=== Begin Enclosure ===

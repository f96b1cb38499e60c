use anyhow::{Context, Result};
use clap::{Parser, Subcommand, ValueEnum};
use std::path::PathBuf;
use tracing_appender::non_blocking::WorkerGuard;
use tracing_subscriber::{fmt, prelude::*, EnvFilter, Layer, Registry};

mod commands;
mod config;
mod manager;
mod proxy;
mod sandbox;
mod server;
mod store;
#[cfg(test)]
mod testing;

use config::Config;

#[derive(Parser)]
#[command(name = "lnfly-backend")]
#[command(
    author,
    version,
    about = "Run generated app backends in sandboxed runtime processes"
)]
#[command(propagate_version = true)]
struct Cli {
    #[command(subcommand)]
    command: Commands,

    /// Enable verbose logging
    #[arg(short, long, global = true)]
    verbose: bool,

    /// Log output format
    #[arg(long, value_enum, default_value = "pretty", global = true)]
    log_format: LogFormat,

    /// Also write logs to daily-rotated files in this directory
    #[arg(long, global = true)]
    log_dir: Option<PathBuf>,

    /// Config file (defaults to lnfly.toml in the current directory)
    #[arg(short, long, global = true)]
    config: Option<PathBuf>,
}

#[derive(Clone, Copy, Debug, ValueEnum)]
enum LogFormat {
    Pretty,
    Json,
}

#[derive(Subcommand)]
enum Commands {
    /// Run the backend API and app proxy server
    Serve {
        /// Address to listen on (overrides server.bind)
        #[arg(short, long)]
        bind: Option<String>,
    },

    /// Show recorded backend state
    Status {
        /// Only show this app
        app_id: Option<String>,
    },

    /// Register an app or update its backend code
    Register {
        app_id: String,

        /// Backend source file
        #[arg(short, long)]
        source: Option<PathBuf>,

        /// Wallet connection URL for this app
        #[arg(short, long)]
        wallet_url: Option<String>,
    },

    /// Delete an app's backend storage file
    ClearStorage { app_id: String },
}

fn init_logging(cli: &Cli) -> Result<Option<WorkerGuard>> {
    let filter = EnvFilter::try_from_default_env().unwrap_or_else(|_| {
        if cli.verbose {
            EnvFilter::new("lnfly_backend=debug,tower_http=debug")
        } else {
            EnvFilter::new("lnfly_backend=info")
        }
    });

    let mut layers: Vec<Box<dyn Layer<Registry> + Send + Sync>> = Vec::new();
    layers.push(match cli.log_format {
        LogFormat::Pretty => fmt::layer().boxed(),
        LogFormat::Json => fmt::layer().json().boxed(),
    });

    let guard = match &cli.log_dir {
        Some(dir) => {
            std::fs::create_dir_all(dir)
                .with_context(|| format!("Failed to create log directory: {}", dir.display()))?;
            let appender = tracing_appender::rolling::daily(dir, "lnfly-backend.log");
            let (writer, guard) = tracing_appender::non_blocking(appender);
            layers.push(fmt::layer().json().with_writer(writer).with_ansi(false).boxed());
            Some(guard)
        }
        None => None,
    };

    tracing_subscriber::registry().with(layers).with(filter).init();
    Ok(guard)
}

fn load_config(cli: &Cli) -> Result<Config> {
    let mut config = match &cli.config {
        Some(path) => Config::load_from(path)?,
        None => {
            let cwd = std::env::current_dir().context("Failed to get current directory")?;
            Config::load(&cwd)?
        }
    };
    config.apply_env_overrides();
    Ok(config)
}

#[tokio::main]
async fn main() -> Result<()> {
    let cli = Cli::parse();
    let _log_guard = init_logging(&cli)?;
    let config = load_config(&cli)?;

    match cli.command {
        Commands::Serve { bind } => {
            commands::serve::run(config, bind).await?;
        }
        Commands::Status { app_id } => {
            commands::status::run(&config, app_id).await?;
        }
        Commands::Register {
            app_id,
            source,
            wallet_url,
        } => {
            commands::register::run(&config, app_id, source, wallet_url).await?;
        }
        Commands::ClearStorage { app_id } => {
            commands::clear_storage::run(&config, app_id).await?;
        }
    }

    Ok(())
}
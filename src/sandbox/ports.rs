//! Port allocation for backend processes.

use std::net::{Ipv4Addr, TcpListener};
use std::sync::atomic::{AtomicU32, Ordering};
use tracing::debug;

use super::LaunchError;
use crate::config::PortsConfig;

/// Hands out ports from an increasing counter. A number is never handed out
/// twice during the lifetime of the allocator.
#[derive(Debug)]
pub struct PortAllocator {
    next: AtomicU32,
    verify_free: bool,
    max_attempts: u16,
}

impl PortAllocator {
    pub fn new(config: &PortsConfig) -> Self {
        Self {
            next: AtomicU32::new(u32::from(config.base)),
            verify_free: config.verify_free,
            max_attempts: config.max_attempts,
        }
    }

    /// Next port for a spawn.
    ///
    /// With `verify_free`, each candidate is bound once on loopback and
    /// skipped if something already holds it.
    pub fn next_port(&self) -> Result<u16, LaunchError> {
        let attempts = u32::from(self.max_attempts).max(1);
        let mut last = 0;

        for _ in 0..attempts {
            last = self.next.fetch_add(1, Ordering::SeqCst);
            let Ok(port) = u16::try_from(last) else {
                return Err(LaunchError::ports_exhausted(last));
            };
            if !self.verify_free || is_port_available(port) {
                return Ok(port);
            }
            debug!(port, "Port in use, skipping");
        }

        Err(LaunchError::ports_exhausted(last))
    }
}

fn is_port_available(port: u16) -> bool {
    TcpListener::bind((Ipv4Addr::LOCALHOST, port)).is_ok()
}

#[cfg(test)]
mod tests {
    use super::*;

    fn allocator(base: u16, verify_free: bool) -> PortAllocator {
        PortAllocator::new(&PortsConfig {
            base,
            verify_free,
            max_attempts: 10,
        })
    }

    #[test]
    fn test_ports_increase_from_base() {
        let ports = allocator(9000, false);
        assert_eq!(ports.next_port().unwrap(), 9000);
        assert_eq!(ports.next_port().unwrap(), 9001);
        assert_eq!(ports.next_port().unwrap(), 9002);
    }

    #[test]
    fn test_busy_port_is_skipped() {
        let held = TcpListener::bind((Ipv4Addr::LOCALHOST, 0)).unwrap();
        let busy = held.local_addr().unwrap().port();
        if busy == u16::MAX {
            return;
        }

        let ports = allocator(busy, true);
        let port = ports.next_port().unwrap();
        assert_ne!(port, busy);
        assert!(port > busy);
    }

    #[test]
    fn test_exhaustion_is_an_error() {
        let ports = allocator(u16::MAX, false);
        assert_eq!(ports.next_port().unwrap(), u16::MAX);
        let err = ports.next_port().unwrap_err();
        assert!(err.is_ports_exhausted());
        // And stays exhausted
        assert!(ports.next_port().is_err());
    }

    #[test]
    fn test_concurrent_allocation_is_unique() {
        let ports = std::sync::Arc::new(allocator(20000, false));
        let handles: Vec<_> = (0..8)
            .map(|_| {
                let ports = ports.clone();
                std::thread::spawn(move || {
                    (0..50)
                        .map(|_| ports.next_port().unwrap())
                        .collect::<Vec<_>>()
                })
            })
            .collect();

        let mut all: Vec<u16> = handles
            .into_iter()
            .flat_map(|h| h.join().unwrap())
            .collect();
        let total = all.len();
        all.sort_unstable();
        all.dedup();
        assert_eq!(all.len(), total);
    }
}
/// Result of a stop request
#[derive(Debug, Clone, Copy, PartialEq, Eq)]
pub enum StopOutcome {
    /// A tracked process was terminated; `exit` is `None` if even SIGKILL
    /// did not produce an exit within the grace window.
    Stopped { exit: Option<ExitReport> },
    /// Nothing was running; the durable state was reconciled to STOPPED.
    NotRunning,
}

/// Reconciled view of an app's backend
#[derive(Debug, Clone, Copy, PartialEq, Eq)]
pub struct BackendStatus {
    pub state: BackendState,
    pub port: Option<u16>,
    pub has_backend: bool,
}

impl From<&BackendRecord> for BackendStatus {
    fn from(record: &BackendRecord) -> Self {
        Self {
            state: record.backend_state,
            port: record.backend_port.filter(|_| record.backend_state == BackendState::Running),
            has_backend: record.has_backend(),
        }
    }
}

struct Inner {
    store: Arc<dyn BackendStore>,
    launcher: Launcher,
    registry: ProcessRegistry,
    locks: LockTable,
    settings: LifecycleSettings,
    default_nwc_url: Option<String>,
    generations: AtomicU64,
    start_queue: StartQueue,
}

/// Cheap to clone; all clones share one registry.
#[derive(Clone)]
pub struct BackendManager {
    inner: Arc<Inner>,
}

/// Non-owning handle used by timers and the start worker.
#[derive(Clone)]
pub struct WeakManager(Weak<Inner>);

impl WeakManager {
    pub fn upgrade(&self) -> Option<BackendManager> {
        self.0.upgrade().map(|inner| BackendManager { inner })
    }
}
//! CLI command implementations.
//!
//! Each submodule implements an lnfly-backend CLI command with pure core
//! logic separated from IO for testability.

pub mod clear_storage;
pub mod register;
pub mod serve;
pub mod status;
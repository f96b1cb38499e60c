//! Fire-and-forget start intents.
//!
//! The ingress path must never wait on a cold start. It drops an intent on
//! the queue and answers right away; a worker task turns intents into
//! `start_backend` calls.

use tokio::sync::mpsc;
use tokio::task::JoinHandle;
use tracing::{debug, warn};

use super::WeakManager;
use crate::store::AppId;

#[derive(Debug, Clone)]
pub struct StartQueue {
    tx: mpsc::UnboundedSender<AppId>,
}

impl StartQueue {
    pub fn new() -> (Self, mpsc::UnboundedReceiver<AppId>) {
        let (tx, rx) = mpsc::unbounded_channel();
        (Self { tx }, rx)
    }

    /// Queue a start. False if the worker is gone.
    pub fn push(&self, app_id: AppId) -> bool {
        self.tx.send(app_id).is_ok()
    }
}

/// Drain intents until the manager is dropped. Each start runs in its own
/// task so one slow spawn does not hold up other apps; duplicates for the
/// same app are absorbed by the per-app lock and the registry check.
pub fn spawn_worker(manager: WeakManager, mut rx: mpsc::UnboundedReceiver<AppId>) -> JoinHandle<()> {
    tokio::spawn(async move {
        while let Some(app_id) = rx.recv().await {
            let Some(manager) = manager.upgrade() else {
                break;
            };
            debug!(app_id = %app_id, "Processing queued start");
            tokio::spawn(async move {
                if let Err(e) = manager.start_backend(&app_id).await {
                    warn!(app_id = %app_id, error = %e, "Queued start failed");
                }
            });
        }
        debug!("Start queue closed");
    })
}
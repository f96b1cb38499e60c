//! Shared fixtures for unit tests.
//!
//! Backends are run through a tiny shell script standing in for the JS
//! runtime: it ignores the permission flags and executes the materialized
//! source file with `/bin/sh`, so test "source code" is plain shell.

use std::path::{Path, PathBuf};
use std::sync::Arc;
use std::time::{Duration, Instant};
use tempfile::TempDir;

use crate::config::Config;
use crate::manager::{BackendManager, BackendStatus};
use crate::store::{AppId, BackendState, BackendStore, MemoryStore};

/// Stays alive until killed and never mentions its port.
pub const SLEEPING_BACKEND: &str = "exec sleep 30\n";

/// Announces the port the way generated backends do, then idles.
pub const ANNOUNCING_BACKEND: &str = "echo \"Deno server running on port $PORT\"\nexec sleep 30\n";

/// Dies immediately with a non-zero code.
pub const CRASHING_BACKEND: &str = "echo 'boom' >&2\nexit 3\n";

/// Ignores SIGTERM, so only SIGKILL gets rid of it.
pub const STUBBORN_BACKEND: &str = "trap '' TERM\nwhile :; do sleep 1; done\n";

const FAKE_RUNTIME: &str = "for last in \"$@\"; do :; done\nexec /bin/sh \"$last\"\n";

pub struct TestEnv {
    pub dir: TempDir,
    pub config: Config,
}

impl TestEnv {
    pub fn new() -> Self {
        let dir = tempfile::tempdir().unwrap();
        let runtime = dir.path().join("fake-runtime.sh");
        std::fs::write(&runtime, FAKE_RUNTIME).unwrap();

        let mut config = Config::default();
        // Run the script through sh instead of exec'ing a freshly written file
        config.runtime.command =
            shell_words::join(["/bin/sh", runtime.to_str().unwrap(), "run"]);
        config.runtime.passthrough_env = vec!["PATH".to_string()];
        config.paths.work_dir = dir.path().join("work");
        config.paths.scratch_dir = Some(dir.path().join("scratch"));
        config.ports.verify_free = false;
        config.lifecycle.startup_grace_ms = 150;
        config.lifecycle.stop_grace_ms = 1_000;
        config.lifecycle.inactivity_timeout_secs = 600;
        config.lifecycle.ready_on_port_log = false;

        Self { dir, config }
    }

    pub fn scratch_dir(&self) -> PathBuf {
        self.config.paths.scratch_dir()
    }

    pub fn manager(&self, store: Arc<MemoryStore>) -> BackendManager {
        let store: Arc<dyn BackendStore> = store;
        BackendManager::new(&self.config, store).unwrap()
    }
}

pub fn app_id(id: &str) -> AppId {
    id.parse().unwrap()
}

/// Files currently in a directory (empty if it does not exist)
pub fn files_in(dir: &Path) -> Vec<PathBuf> {
    std::fs::read_dir(dir)
        .map(|entries| entries.filter_map(|e| e.ok().map(|e| e.path())).collect())
        .unwrap_or_default()
}

/// Poll the reconciled status until it reaches `state`.
pub async fn wait_for_state(
    manager: &BackendManager,
    app_id: &AppId,
    state: BackendState,
    timeout: Duration,
) -> BackendStatus {
    let deadline = Instant::now() + timeout;
    loop {
        let status = manager.get_backend_status(app_id).await.unwrap();
        if status.state == state {
            return status;
        }
        assert!(
            Instant::now() < deadline,
            "app {app_id} stuck in {} waiting for {state}",
            status.state
        );
        tokio::time::sleep(Duration::from_millis(25)).await;
    }
}

/// Poll until nothing is tracked for the app.
pub async fn wait_until_untracked(manager: &BackendManager, app_id: &AppId, timeout: Duration) {
    let deadline = Instant::now() + timeout;
    while manager.is_tracked(app_id) {
        assert!(Instant::now() < deadline, "app {app_id} still tracked");
        tokio::time::sleep(Duration::from_millis(25)).await;
    }
}
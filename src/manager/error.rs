//! Errors surfaced by the backend manager API.

use std::path::PathBuf;

use crate::sandbox::LaunchError;
use crate::store::StoreError;

#[derive(Debug, thiserror::Error)]
pub enum ManagerError {
    /// No durable record exists for the app.
    #[error("App not found: {app_id}")]
    AppNotFound { app_id: String },

    /// A live process still owns the app's storage.
    #[error("Storage of app {app_id} is in use by a running backend")]
    StorageBusy { app_id: String },

    /// Removing the storage file failed.
    #[error("Failed to clear storage at {path}: {source}")]
    ClearStorage {
        path: PathBuf,
        #[source]
        source: std::io::Error,
    },

    #[error(transparent)]
    Store(#[from] StoreError),

    #[error(transparent)]
    Launch(#[from] LaunchError),
}

impl ManagerError {
    /// Creates an `AppNotFound` error.
    pub fn app_not_found(app_id: impl Into<String>) -> Self {
        Self::AppNotFound {
            app_id: app_id.into(),
        }
    }

    /// Creates a `StorageBusy` error.
    pub fn storage_busy(app_id: impl Into<String>) -> Self {
        Self::StorageBusy {
            app_id: app_id.into(),
        }
    }

    /// Returns true if the app is unknown.
    pub fn is_not_found(&self) -> bool {
        matches!(self, Self::AppNotFound { .. })
    }

    /// Returns true if the runtime could not be spawned.
    pub fn is_spawn_failure(&self) -> bool {
        matches!(self, Self::Launch(e) if e.is_spawn_failure())
    }
}
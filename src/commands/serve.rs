use anyhow::{Context, Result};
use std::net::SocketAddr;
use std::sync::Arc;
use tokio::net::TcpListener;
use tracing::{error, info, warn};

use crate::config::Config;
use crate::manager::BackendManager;
use crate::proxy::IngressProxy;
use crate::server::{build_router, AppState};
use crate::store::{BackendStore, FileStore};

/// Run the HTTP server until Ctrl-C or SIGTERM, then stop every backend.
pub async fn run(config: Config, bind: Option<String>) -> Result<()> {
    let bind = bind.unwrap_or_else(|| config.server.bind.clone());
    let addr: SocketAddr = bind
        .parse()
        .with_context(|| format!("Invalid bind address: {bind}"))?;

    let records_dir = config.paths.records_dir();
    let store: Arc<dyn BackendStore> = Arc::new(FileStore::new(&records_dir));
    let manager = BackendManager::new(&config, store).context("Failed to set up backend launcher")?;

    // A failed reset is not fatal; status reads repair records lazily
    if let Err(e) = manager.initialize().await {
        error!(error = %e, "Failed to reset stale backend states");
    }

    let proxy = IngressProxy::new(manager.clone(), config.proxy.timeout())
        .context("Failed to build proxy client")?;
    let router = build_router(AppState::new(manager.clone(), proxy));

    let listener = TcpListener::bind(addr)
        .await
        .with_context(|| format!("Failed to bind {addr}"))?;
    info!(
        bind = %addr,
        records = %records_dir.display(),
        scratch = %config.paths.scratch_dir().display(),
        "Starting lnfly backend server"
    );

    axum::serve(listener, router)
        .with_graceful_shutdown(shutdown_signal())
        .await
        .context("Server error")?;

    info!("Server stopped accepting requests, stopping backends");
    manager.stop_all().await;
    info!("Shutdown complete");
    Ok(())
}

async fn shutdown_signal() {
    let ctrl_c = async {
        if let Err(e) = tokio::signal::ctrl_c().await {
            warn!(error = %e, "Failed to listen for Ctrl-C");
            std::future::pending::<()>().await;
        }
    };

    #[cfg(unix)]
    let terminate = async {
        match tokio::signal::unix::signal(tokio::signal::unix::SignalKind::terminate()) {
            Ok(mut signal) => {
                signal.recv().await;
            }
            Err(e) => {
                warn!(error = %e, "Failed to install SIGTERM handler");
                std::future::pending::<()>().await;
            }
        }
    };

    #[cfg(not(unix))]
    let terminate = std::future::pending::<()>();

    tokio::select! {
        () = ctrl_c => {},
        () = terminate => {},
    }

    info!("Shutdown signal received, starting graceful shutdown");
}

#[cfg(test)]
mod tests {
    use super::*;

    #[tokio::test]
    async fn test_rejects_invalid_bind() {
        let err = run(Config::default(), Some("not-an-address".to_string()))
            .await
            .unwrap_err();
        assert!(err.to_string().contains("Invalid bind address"));
    }
}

=== End Enclosure ===

■ Task to complete:
Working through the records above, copy each line in which "source" is found.

■ Solution:
        /// Backend source file
        source: Option<PathBuf>,
            source,
            commands::register::run(&config, app_id, source, wallet_url).await?;
//! source file with `/bin/sh`, so test "source code" is plain shell.
    #[error("Failed to clear storage at {path}: {source}")]
        #[source]
        source: std::io::Error,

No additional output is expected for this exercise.